START DATASET
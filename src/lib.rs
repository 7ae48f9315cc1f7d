//! detprep: object-detection dataset preparation.
//!
//! detprep turns a YOLO-style export (normalized center boxes, one label
//! file per image) into a per-category layout with pixel-space CSV boxes,
//! and from there into COCO JSON documents, one per split. It can also
//! write a standalone JSON document next to every image.
//!
//! # Modules
//!
//! - [`ir`]: Records and file formats (YOLO, CSV, label map, COCO, YAML)
//! - [`layout`]: The on-disk category layout and the reorganize step
//! - [`collect`]: Collecting one split into records with sequential ids
//! - [`conversion`]: The COCO driver and the run report
//! - [`individual`]: Per-image JSON generation
//! - [`error`]: Error types for detprep operations

pub mod collect;
pub mod conversion;
pub mod error;
pub mod individual;
pub mod ir;
pub mod layout;

use std::path::{Path, PathBuf};
use std::time::{SystemTime, UNIX_EPOCH};

use clap::{Parser, Subcommand, ValueEnum};
use rand::rngs::StdRng;
use rand::SeedableRng;

pub use conversion::RunReport;
pub use error::DetprepError;

use conversion::{ConvertOptions, DEFAULT_SUPERCATEGORY};
use ir::io_data_yaml::{read_data_yaml, read_yaml_documents};
use ir::io_label_map::read_label_map;
use ir::LabelMap;

/// The detprep CLI application.
#[derive(Parser)]
#[command(name = "detprep")]
#[command(version, author, about)]
#[command(propagate_version = true)]
struct Cli {
    #[command(subcommand)]
    command: Option<Commands>,
}

/// Available subcommands.
#[derive(Subcommand)]
enum Commands {
    /// Reorganize raw train/val folders into the category layout.
    Reorganize(ReorganizeArgs),
    /// Write one COCO JSON file per split of a category.
    Coco(CocoArgs),
    /// Write a JSON document next to every image under data/origin.
    Individual(IndividualArgs),
    /// Summarize a dataset descriptor YAML file.
    Describe(DescribeArgs),
}

#[derive(Clone, Copy, Debug, Default, ValueEnum)]
enum ReportFormat {
    #[default]
    Text,
    Json,
}

#[derive(clap::Args)]
struct ReportArgs {
    /// Output format for the run report.
    #[arg(long, value_enum, default_value_t = ReportFormat::Text)]
    report: ReportFormat,
}

#[derive(clap::Args)]
struct ReorganizeArgs {
    /// Dataset root holding train/ and val/.
    #[arg(long, env = "DETPREP_ROOT", default_value = ".")]
    root: PathBuf,

    /// Category folder to create under the root.
    #[arg(long, env = "DETPREP_CATEGORY", default_value = "tomatoes")]
    category: String,

    #[command(flatten)]
    report: ReportArgs,
}

#[derive(clap::Args)]
struct CocoArgs {
    /// Dataset root holding the category folder.
    #[arg(long, env = "DETPREP_ROOT", default_value = ".")]
    root: PathBuf,

    /// Output directory for the COCO files.
    #[arg(long, env = "DETPREP_OUT", default_value = "coco")]
    out: PathBuf,

    /// Category folder to convert.
    #[arg(long, env = "DETPREP_CATEGORY", default_value = "tomatoes")]
    category: String,

    /// Splits to convert.
    #[arg(long, num_args = 1.., default_values = ["train", "val", "test"])]
    splits: Vec<String>,

    /// Supercategory stamped on every category.
    #[arg(long, env = "DETPREP_SUPERCATEGORY", default_value = DEFAULT_SUPERCATEGORY)]
    supercategory: String,

    #[command(flatten)]
    report: ReportArgs,
}

#[derive(clap::Args)]
struct IndividualArgs {
    /// Dataset root holding data/origin/ and annotations/.
    #[arg(long, env = "DETPREP_ROOT", default_value = ".")]
    root: PathBuf,

    /// Label map JSON used to name categories.
    #[arg(long, env = "DETPREP_LABELMAP", conflicts_with = "data_yaml")]
    labelmap: Option<PathBuf>,

    /// Dataset descriptor whose `names` name the categories.
    #[arg(long, env = "DETPREP_DATA_YAML")]
    data_yaml: Option<PathBuf>,

    /// Seed for the synthetic ids; random when omitted.
    #[arg(long, env = "DETPREP_SEED")]
    seed: Option<u64>,

    /// Timestamp (seconds) mixed into the synthetic ids; now when omitted.
    #[arg(long, env = "DETPREP_TIMESTAMP")]
    timestamp: Option<u64>,

    #[command(flatten)]
    report: ReportArgs,
}

#[derive(clap::Args)]
struct DescribeArgs {
    /// Dataset descriptor YAML file.
    input: PathBuf,

    /// Print every document of a multi-document file instead.
    #[arg(long)]
    all_documents: bool,
}

/// Run the detprep CLI.
///
/// This is the main entry point for the CLI, called from `main.rs`.
pub fn run() -> Result<(), DetprepError> {
    let cli = Cli::parse();

    match cli.command {
        Some(Commands::Reorganize(args)) => run_reorganize(args),
        Some(Commands::Coco(args)) => run_coco(args),
        Some(Commands::Individual(args)) => run_individual(args),
        Some(Commands::Describe(args)) => run_describe(args),
        None => {
            println!("detprep {}", env!("CARGO_PKG_VERSION"));
            println!();
            println!("Object-detection dataset preparation.");
            println!();
            println!("Run 'detprep --help' for usage information.");
            Ok(())
        }
    }
}

fn run_reorganize(args: ReorganizeArgs) -> Result<(), DetprepError> {
    let report = layout::reorganize::reorganize(&args.root, &args.category)?;
    finish(report, args.report.report)
}

fn run_coco(args: CocoArgs) -> Result<(), DetprepError> {
    let options = ConvertOptions {
        splits: args.splits,
        supercategory: args.supercategory,
        ..Default::default()
    };
    let report = conversion::convert_category(&args.root, &args.out, &args.category, &options)?;
    finish(report, args.report.report)
}

fn run_individual(args: IndividualArgs) -> Result<(), DetprepError> {
    let names = load_names(args.labelmap.as_deref(), args.data_yaml.as_deref())?;
    let timestamp = args.timestamp.unwrap_or_else(now_secs);

    let report = match args.seed {
        Some(seed) => individual::generate_for_root(
            &args.root,
            &names,
            &mut StdRng::seed_from_u64(seed),
            timestamp,
        )?,
        None => individual::generate_for_root(&args.root, &names, &mut rand::rng(), timestamp)?,
    };
    finish(report, args.report.report)
}

fn run_describe(args: DescribeArgs) -> Result<(), DetprepError> {
    if args.all_documents {
        let documents = read_yaml_documents(&args.input)?;
        for (index, document) in documents.iter().enumerate() {
            let yaml =
                serde_yaml::to_string(document).map_err(|source| DetprepError::DataYamlWrite {
                    path: args.input.clone(),
                    source,
                })?;
            println!("--- document {}", index + 1);
            print!("{}", yaml);
        }
        return Ok(());
    }

    let data = read_data_yaml(&args.input)?;
    println!("Dataset descriptor: {}", args.input.display());
    println!("  classes: {}", data.class_count());
    for (index, name) in data.names.iter().enumerate() {
        println!("    {}: {}", index, name);
    }
    println!("  path:  {}", data.path.as_deref().unwrap_or("-"));
    println!("  train: {}", data.train_path().as_deref().unwrap_or("-"));
    println!("  val:   {}", data.val_path().as_deref().unwrap_or("-"));
    if let Some(test) = &data.test {
        println!("  test:  {}", test);
    }
    Ok(())
}

fn load_names(labelmap: Option<&Path>, data_yaml: Option<&Path>) -> Result<LabelMap, DetprepError> {
    match (labelmap, data_yaml) {
        (Some(path), _) => read_label_map(path),
        (None, Some(path)) => Ok(read_data_yaml(path)?.label_map()),
        (None, None) => Ok(LabelMap::new()),
    }
}

fn now_secs() -> u64 {
    SystemTime::now()
        .duration_since(UNIX_EPOCH)
        .map(|elapsed| elapsed.as_secs())
        .unwrap_or_default()
}

/// Prints the report and turns recorded failures into an error.
fn finish(report: RunReport, format: ReportFormat) -> Result<(), DetprepError> {
    match format {
        ReportFormat::Json => {
            let json =
                serde_json::to_string_pretty(&report).map_err(|source| DetprepError::JsonWrite {
                    path: PathBuf::from("<stdout>"),
                    source,
                })?;
            println!("{}", json);
        }
        ReportFormat::Text => print!("{}", report),
    }

    match report.failure_count() {
        0 => Ok(()),
        failures => Err(DetprepError::RunFailed { failures }),
    }
}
END DATASET
__WHAT YOU SHOULD DO__. Copy every line in the data above that has the string "omitted" in it.

__WRITTEN ANSWER__.
    /// Seed for the synthetic ids; random when omitted.
    /// Timestamp (seconds) mixed into the synthetic ids; now when omitted.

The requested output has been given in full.